_Task goal_. Please return all lines of the data below containing the string "names".

_Data records_.
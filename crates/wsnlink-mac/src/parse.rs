//! Text parsing of frame fields, as typed on a command line.

use crate::addr::{AddrMode, MacAddr};
use crate::error::ParseError;
use crate::frame::MacFrame;
use crate::frame_control::{FrameControl, FrameType, MacVersion};

/// Parse an unsigned integer no larger than `max`.
///
/// Accepts decimal, `0x` hexadecimal, `0b` binary and `0`-prefixed octal.
pub fn parse_uint(input: &str, max: u64) -> Result<u64, ParseError> {
    let s = input.trim();
    let hex = s.strip_prefix("0x").or_else(|| s.strip_prefix("0X"));
    let bin = s.strip_prefix("0b").or_else(|| s.strip_prefix("0B"));
    let (digits, radix) = if let Some(hex) = hex {
        (hex, 16)
    } else if let Some(bin) = bin {
        (bin, 2)
    } else if s.len() > 1 && s.starts_with('0') {
        (&s[1..], 8)
    } else {
        (s, 10)
    };

    let value =
        u64::from_str_radix(digits, radix).map_err(|_| ParseError::new("number", input))?;
    if value > max {
        return Err(ParseError::new("number (too large)", input));
    }
    Ok(value)
}

fn starts_with_digit(s: &str) -> bool {
    s.trim_start().starts_with(|c: char| c.is_ascii_digit())
}

/// `beacon`, `data`, `ack`, `cmd`/`command`, or a code 0..=7.
pub fn parse_frame_type(input: &str) -> Result<FrameType, ParseError> {
    if starts_with_digit(input) {
        return Ok(FrameType::from(parse_uint(input, 7)? as u8));
    }
    match input.trim() {
        "beacon" => Ok(FrameType::Beacon),
        "data" => Ok(FrameType::Data),
        "ack" => Ok(FrameType::Ack),
        "cmd" | "command" => Ok(FrameType::Command),
        _ => Err(ParseError::new("type", input)),
    }
}

/// `full`, `reserved`, `short`, `long`, or a code 0..=3.
pub fn parse_addr_mode(input: &str) -> Result<AddrMode, ParseError> {
    if starts_with_digit(input) {
        return Ok(AddrMode::from(parse_uint(input, 3)? as u8));
    }
    match input.trim() {
        "full" => Ok(AddrMode::Full),
        "reserved" => Ok(AddrMode::Reserved),
        "short" => Ok(AddrMode::Short),
        "long" => Ok(AddrMode::Long),
        _ => Err(ParseError::new("address mode", input)),
    }
}

/// `2003`, `current`, or a code 0..=3.
pub fn parse_mac_version(input: &str) -> Result<MacVersion, ParseError> {
    match input.trim() {
        "2003" => Ok(MacVersion::Ieee2003),
        "current" => Ok(MacVersion::Current),
        other if starts_with_digit(other) => Ok(MacVersion::from(parse_uint(other, 3)? as u8)),
        _ => Err(ParseError::new("MAC version", input)),
    }
}

/// The reserved control bits, 0..=7.
pub fn parse_reserved(input: &str) -> Result<u8, ParseError> {
    Ok(parse_uint(input, 7)? as u8)
}

pub fn parse_seqno(input: &str) -> Result<u8, ParseError> {
    Ok(parse_uint(input, u8::MAX as u64)? as u8)
}

const FLAGS: [(&str, char, u16); 3] = [
    ("pending", 'p', crate::frame_control::PENDING),
    ("ack", 'a', crate::frame_control::ACK_REQUEST),
    ("pan-comp", 'c', crate::frame_control::PAN_COMPRESSION),
];

/// Apply a comma-separated flag list to a control word.
///
/// Each item is a flag name (`pending`, `ack`, `pan-comp`) or a run of
/// single letters (`p`, `a`, `c`), optionally prefixed with `+` (set, the
/// default) or `-` (clear). Flags not mentioned are left as they are.
pub fn apply_flags(control: &mut FrameControl, input: &str) -> Result<(), ParseError> {
    let mut bits = control.bits();

    for item in input.split(',').map(str::trim) {
        let (set, names) = match item.as_bytes().first() {
            Some(b'+') => (true, &item[1..]),
            Some(b'-') => (false, &item[1..]),
            Some(_) => (true, item),
            None => return Err(ParseError::new("flag", input)),
        };

        let mut masks = Vec::new();
        if let Some((_, _, mask)) = FLAGS.iter().find(|(name, _, _)| *name == names) {
            masks.push(*mask);
        } else {
            for letter in names.chars() {
                let (_, _, mask) = FLAGS
                    .iter()
                    .find(|(_, short, _)| *short == letter)
                    .ok_or_else(|| ParseError::new("flag", item))?;
                masks.push(*mask);
            }
        }
        if masks.is_empty() {
            return Err(ParseError::new("flag", item));
        }

        for mask in masks {
            if set {
                bits |= mask;
            } else {
                bits &= !mask;
            }
        }
    }

    *control = FrameControl::from_bits(bits);
    Ok(())
}

/// An address typed as text.
#[derive(Debug, Clone, Copy, PartialEq, Eq)]
pub struct ParsedAddress {
    pub mode: AddrMode,
    /// Set when the text carried a PAN identifier.
    pub pan: Option<u16>,
    pub mac: u64,
}

fn parse_hex(input: &str, part: &str, max: u64, what: &'static str) -> Result<u64, ParseError> {
    let value = u64::from_str_radix(part, 16).map_err(|_| ParseError::new(what, input))?;
    if value > max {
        return Err(ParseError::new(what, input));
    }
    Ok(value)
}

/// Parse an address. All numbers are hexadecimal.
///
/// - `*` or `#`: no address (Full mode)
/// - `PAN-SHORT`, `SHORT`: short address
/// - `PAN-AA:BB:CC:DD:EE:FF:GG:HH`, `AA:..:HH`: extended address, most
///   significant byte first
pub fn parse_address(input: &str) -> Result<ParsedAddress, ParseError> {
    let s = input.trim();
    if s == "*" || s == "#" {
        return Ok(ParsedAddress {
            mode: AddrMode::Full,
            pan: None,
            mac: 0,
        });
    }

    let (pan, addr) = match s.split_once('-') {
        Some((pan, addr)) => (Some(parse_hex(input, pan, 0xFFFF, "PAN-ID")? as u16), addr),
        None => (None, s),
    };

    if addr.contains(':') {
        let parts: Vec<&str> = addr.split(':').collect();
        if parts.len() != 8 {
            return Err(ParseError::new("EUI-64", input));
        }
        let mut mac = 0u64;
        for part in parts {
            mac = (mac << 8) | parse_hex(input, part, 0xFF, "EUI-64")?;
        }
        return Ok(ParsedAddress {
            mode: AddrMode::Long,
            pan,
            mac,
        });
    }

    let mac = parse_hex(input, addr, 0xFFFF, "MAC address")?;
    Ok(ParsedAddress {
        mode: AddrMode::Short,
        pan,
        mac,
    })
}

impl MacFrame {
    /// Set the source address and mode. A source given without a PAN turns
    /// PAN-ID compression on; one with a PAN turns it off.
    pub fn set_source(&mut self, addr: ParsedAddress) {
        self.control.set_src_addr_mode(addr.mode);
        self.control.set_pan_id_compression(addr.pan.is_none());
        self.src = MacAddr::new(addr.pan.unwrap_or(self.src.pan), addr.mac);
    }

    /// Set the destination address and mode. Returns `false` if an address
    /// was given without the PAN it belongs to.
    pub fn set_destination(&mut self, addr: ParsedAddress) -> bool {
        self.control.set_dst_addr_mode(addr.mode);
        self.dst = MacAddr::new(addr.pan.unwrap_or(self.dst.pan), addr.mac);
        addr.pan.is_some() || addr.mode == AddrMode::Full
    }
}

_Response_.
        let (set, names) = match item.as_bytes().first() {
        if let Some((_, _, mask)) = FLAGS.iter().find(|(name, _, _)| *name == names) {
            for letter in names.chars() {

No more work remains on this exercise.